# All Okie's



## P97 (May 8, 2006)

Thought it might be good for all Okies to get together and tell a little about your self. I live in Panama and am Semi-Retired. I have my own Bookkeeping Corp. in Panama, and Operate a Ranch 4 Miles West. I have a 8 year old Grandson that does a lot of shooting, and quite proficient at it. The Wife, and I shoot a lot at the Ranch. I do most all my reloading.


----------



## P97 (May 8, 2006)

Know there's got to be some more Okies on this Forum. If you don't want to tell about yourself, Post and brag a little about the State or location you live in. I live in Eastern Ok. (The garden spot of the nation). Also signs along the highway going south saying: The gateway to the mountains. West of Poteau. Ok. we have the Highest Hill in the World. The old Butterfield Stage Line runs through my Ranch. Just 20 miles to Ft. Smith, Ar. where Judge Parker sentenced all the Outlaws to hang.


----------



## awall (Jun 15, 2006)

I used to live in Oklahoma. Does that count? Went to school after the Army at Spartan School of Aernautics in Tulsa. Moved to Pawhuska then to Enid. Now I live in Missouri.


----------



## Destro (May 9, 2006)

I work in Bartlesville, live in KS does that count?


----------



## Wandering Man (Jul 9, 2006)

Hey, I lived in Burns Flat (where's that?) for a while, then moved to Hobart, and finally landed in OKC. Now I'm in TX, but have some fond memories of OK, and especially visiting the Grand Lake O' the Cherokees.

WM


----------



## Hal8000 (May 8, 2006)

Grew up in the North Eastern corner of Oklahoma near Grove. 
Went to a little three room school called Turkey Ford. It had 9 grades in it. Use to take my rifle to school if I was going home with a Friend for a sleep over. Always carried a sheath knife on my belt, as did every other fellow... Never saw a thing wrong with it. Still don't!
Those were the days when men where men, and women weren't!


----------



## hberttmank (May 5, 2006)

Yep, I'm an Okie. I live in the northeastern part of the state. Great place to live. Ever been to Lake Tenkiller?


----------



## P97 (May 8, 2006)

Tenkiller is my favorite lake. Wister and Kerr lakes are too muddy. Like the hills around Tahlequah.


----------



## ruralamerican (Aug 4, 2006)

I live in Poteau now grew up in Wister so I'm not put off by the mud but I see why other people are. lol I also agree that Ruger autos are excellent pistols for the money never owned a P97 though I have owned the 345 and the P90.


----------



## P97 (May 8, 2006)

ruralamerican said:


> I live in Poteau now grew up in Wister so I'm not put off by the mud but I see why other people are. lol I also agree that Ruger autos are excellent pistols for the money never owned a P97 though I have owned the 345 and the P90.

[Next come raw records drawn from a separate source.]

use crate::model::{InfectedBaseline, N_STAGES, Population, Sex};
use anyhow::Result;
use std::io::Write;

/// Write the column header of the per-timestep report.
pub fn write_header<W: Write>(writer: &mut W) -> Result<()> {
    writeln!(
        writer,
        "date,agents,alive,infected,prevalence,\
         males_alive,males_infected,male_prevalence,\
         females_alive,females_infected,female_prevalence,\
         hiv_neg,hiv_primary,cdc_1,cdc_2,cdc_3,cdc_4"
    )?;
    Ok(())
}

/// Write one report row for the current population.
pub fn write_row<W: Write>(writer: &mut W, date: f64, population: &Population) -> Result<()> {
    let prev = population.prevalence();
    let stages = population.stage_counts();

    write!(
        writer,
        "{date},{},{},{},{},{},{},{},{},{},{}",
        population.len(),
        prev.alive(),
        prev.infected(),
        prev.prevalence(),
        prev.males_alive,
        prev.males_infected,
        prev.male_prevalence(),
        prev.females_alive,
        prev.females_infected,
        prev.female_prevalence(),
    )?;
    for count in stages {
        write!(writer, ",{count}")?;
    }
    writeln!(writer)?;
    Ok(())
}

/// Population summary emitted at the begin and end of a run.
///
/// The second summary of a run also reports incidence: the change in
/// infected counts since the baseline, divided by subpopulation size.
#[derive(Debug)]
pub struct Summary {
    pub label: String,
    pub males: u32,
    pub females: u32,
    pub youngest: f64,
    pub oldest: f64,
    pub mean_age: f64,
    pub stage_counts: [u32; N_STAGES],
    pub males_infected: u32,
    pub females_infected: u32,
    pub incidence_baseline: Option<InfectedBaseline>,
}

impl Summary {
    pub fn compute(
        label: &str,
        population: &Population,
        incidence_baseline: Option<InfectedBaseline>,
    ) -> Self {
        let mut males = 0;
        let mut youngest = f64::INFINITY;
        let mut oldest = f64::NEG_INFINITY;
        let mut age_sum = 0.0;
        for agent in population.iter() {
            if agent.sex == Sex::Male {
                males += 1;
            }
            youngest = youngest.min(agent.age);
            oldest = oldest.max(agent.age);
            age_sum += agent.age;
        }

        let prev = population.prevalence();

        Self {
            label: label.to_string(),
            males,
            females: population.len() as u32 - males,
            youngest,
            oldest,
            mean_age: age_sum / population.len() as f64,
            stage_counts: population.stage_counts(),
            males_infected: prev.males_infected,
            females_infected: prev.females_infected,
            incidence_baseline,
        }
    }

    /// The baseline the next summary should compute incidence against.
    pub fn baseline(&self) -> InfectedBaseline {
        InfectedBaseline {
            males_infected: self.males_infected,
            females_infected: self.females_infected,
        }
    }

    pub fn write<W: Write>(&self, writer: &mut W) -> Result<()> {
        let prefix = format!("summary,{}", self.label);
        writeln!(writer, "{prefix},males,{}", self.males)?;
        writeln!(writer, "{prefix},females,{}", self.females)?;
        writeln!(writer, "{prefix},youngest,{}", self.youngest)?;
        writeln!(writer, "{prefix},oldest,{}", self.oldest)?;
        writeln!(writer, "{prefix},mean_age,{}", self.mean_age)?;
        for (stage, count) in self.stage_counts.iter().enumerate() {
            writeln!(writer, "{prefix},hiv_{stage},{count}")?;
        }
        writeln!(
            writer,
            "{prefix},male_prevalence,{}",
            self.males_infected as f64 / self.males as f64
        )?;
        writeln!(
            writer,
            "{prefix},female_prevalence,{}",
            self.females_infected as f64 / self.females as f64
        )?;

        if let Some(base) = self.incidence_baseline {
            let new_males = self.males_infected as f64 - base.males_infected as f64;
            let new_females = self.females_infected as f64 - base.females_infected as f64;
            let n_agents = (self.males + self.females) as f64;
            writeln!(
                writer,
                "{prefix},male_incidence,{}",
                new_males / self.males as f64
            )?;
            writeln!(
                writer,
                "{prefix},female_incidence,{}",
                new_females / self.females as f64
            )?;
            writeln!(
                writer,
                "{prefix},incidence,{}",
                (new_males + new_females) / n_agents
            )?;
        }

        Ok(())
    }
}

#[cfg(test)]
mod tests {
    use super::*;
    use crate::model::{Agent, AgentId, Sex, Traits};

    fn test_agent(id: AgentId, sex: Sex, age: f64, hiv_stage: u8) -> Agent {
        Agent {
            id,
            sex,
            age,
            hiv_stage,
            alive: true,
            partners: Vec::new(),
            traits: Traits {
                stickiness: 0.5,
                partner_forming: 0.5,
                concurrency: 0.5,
                sexual_drive: 0.5,
                fifs_preference: 0.5,
                force_of_infection: 0.5,
            },
        }
    }

    fn test_population() -> Population {
        Population::new(vec![
            test_agent(0, Sex::Male, 15.0, 0),
            test_agent(1, Sex::Female, 17.0, 1),
            test_agent(2, Sex::Female, 19.0, 0),
            test_agent(3, Sex::Male, 16.0, 3),
        ])
    }

    #[test]
    fn report_rows_match_the_header_width() {
        let pop = test_population();
        let mut header = Vec::new();
        let mut row = Vec::new();
        write_header(&mut header).unwrap();
        write_row(&mut row, 2015.0, &pop).unwrap();

        let header = String::from_utf8(header).unwrap();
        let row = String::from_utf8(row).unwrap();
        assert_eq!(
            header.trim().split(',').count(),
            row.trim().split(',').count()
        );
        assert!(row.starts_with("2015,4,4,2,0.5,2,1,0.5,2,1,0.5,"));
    }

    #[test]
    fn summary_reports_counts_and_ages() {
        let summary = Summary::compute("begin", &test_population(), None);
        assert_eq!(summary.males, 2);
        assert_eq!(summary.females, 2);
        assert_eq!(summary.youngest, 15.0);
        assert_eq!(summary.oldest, 19.0);
        assert_eq!(summary.mean_age, 16.75);
        assert_eq!(summary.stage_counts, [2, 1, 0, 1, 0, 0]);

        let mut out = Vec::new();
        summary.write(&mut out).unwrap();
        let out = String::from_utf8(out).unwrap();
        assert!(out.contains("summary,begin,males,2\n"));
        assert!(out.contains("summary,begin,hiv_3,1\n"));
        assert!(!out.contains("incidence"));
    }

    #[test]
    fn second_summary_reports_incidence_against_the_baseline() {
        let begin = Summary::compute("begin", &test_population(), None);

        let mut pop = test_population();
        pop.agent_mut(2).hiv_stage = 1;
        let end = Summary::compute("end", &pop, Some(begin.baseline()));

        let mut out = Vec::new();
        end.write(&mut out).unwrap();
        let out = String::from_utf8(out).unwrap();
        assert!(out.contains("summary,end,male_incidence,0\n"));
        assert!(out.contains("summary,end,female_incidence,0.5\n"));
        assert!(out.contains("summary,end,incidence,0.25\n"));
    }
}
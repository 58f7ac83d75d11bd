//! Comment command handlers.

use serde::Serialize;
use tabled::Tabled;

use vaccimap_core::{Command as CoreCommand, CommandResult};

use crate::cli::{CommentsArgs, CommentsCommand, GlobalOpts};
use crate::error::CliError;
use crate::output;

use super::{Session, util};

/// A comment with its 1-based position, oldest first.
#[derive(Serialize)]
struct CommentView<'a> {
    index: usize,
    id: &'a str,
    text: &'a str,
}

#[derive(Tabled)]
struct CommentRow {
    #[tabled(rename = "#")]
    index: usize,
    #[tabled(rename = "Comment")]
    text: String,
}

pub async fn handle(
    session: Session,
    args: CommentsArgs,
    global: &GlobalOpts,
) -> Result<(), CliError> {
    match args.command {
        CommentsCommand::List(at) => {
            let key = util::coordinate_key(&at)?;
            let comments = session
                .oneshot(|c| async move {
                    let site = c.require_site(&key)?;
                    c.comments(site.collection, &key).await
                })
                .await?;

            let views: Vec<CommentView<'_>> = comments
                .iter()
                .enumerate()
                .map(|(i, comment)| CommentView {
                    index: i + 1,
                    id: comment.id.as_str(),
                    text: &comment.text,
                })
                .collect();
            let out = output::render_list(
                &global.output,
                &views,
                |v| CommentRow {
                    index: v.index,
                    text: v.text.to_owned(),
                },
                |v| v.text.to_owned(),
            )?;
            output::print_output(&out, global.quiet);
            Ok(())
        }

        CommentsCommand::Add { at, text } => {
            let key = util::coordinate_key(&at)?;
            let result = session
                .oneshot(|c| async move {
                    let site = c.require_site(&key)?;
                    c.execute(CoreCommand::AddComment {
                        kind: site.collection,
                        key,
                        text,
                    })
                    .await
                })
                .await?;

            if let CommandResult::Comment(comment) = result {
                output::print_output(comment.id.as_str(), global.quiet);
            }
            Ok(())
        }
    }
}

 I live at Panama. Stop by and I'll let you shoot a P97 and see how you like it. I work at Wiles Bookkeeping, Inc. across the highway from IGA. I'm also at the Sr. Citizens Center at 11:30 each day. Stop by and I'll buy you lunch.


----------



## Thor (May 11, 2006)

I'm a native Texan, but I grew up 3 miles from the Oklahoma border in Denison, Texas. Lake Texoma used to be my stompin grounds, at least Colbert, Calera, and Durant. (On the Okie side) Now, it seems as if I've been banished to Minnesota. I've been here since 1994 and was stationed here as a Navy Recruiter from 86-90 before that. I like Turner's Falls, Lake Eufala and SE OK.


----------



## P97 (May 8, 2006)

Thor said:


> I'm a native Texan, but I grew up 3 miles from the Oklahoma border in Denison, Texas. Lake Texoma used to be my stompin grounds, at least Colbert, Calera, and Durant. (On the Okie side) Now, it seems as if I've been banished to Minnesota. I've been here since 1994 and was stationed here as a Navy Recruiter from 86-90 before that. I like Turner's Falls, Lake Eufala and SE OK.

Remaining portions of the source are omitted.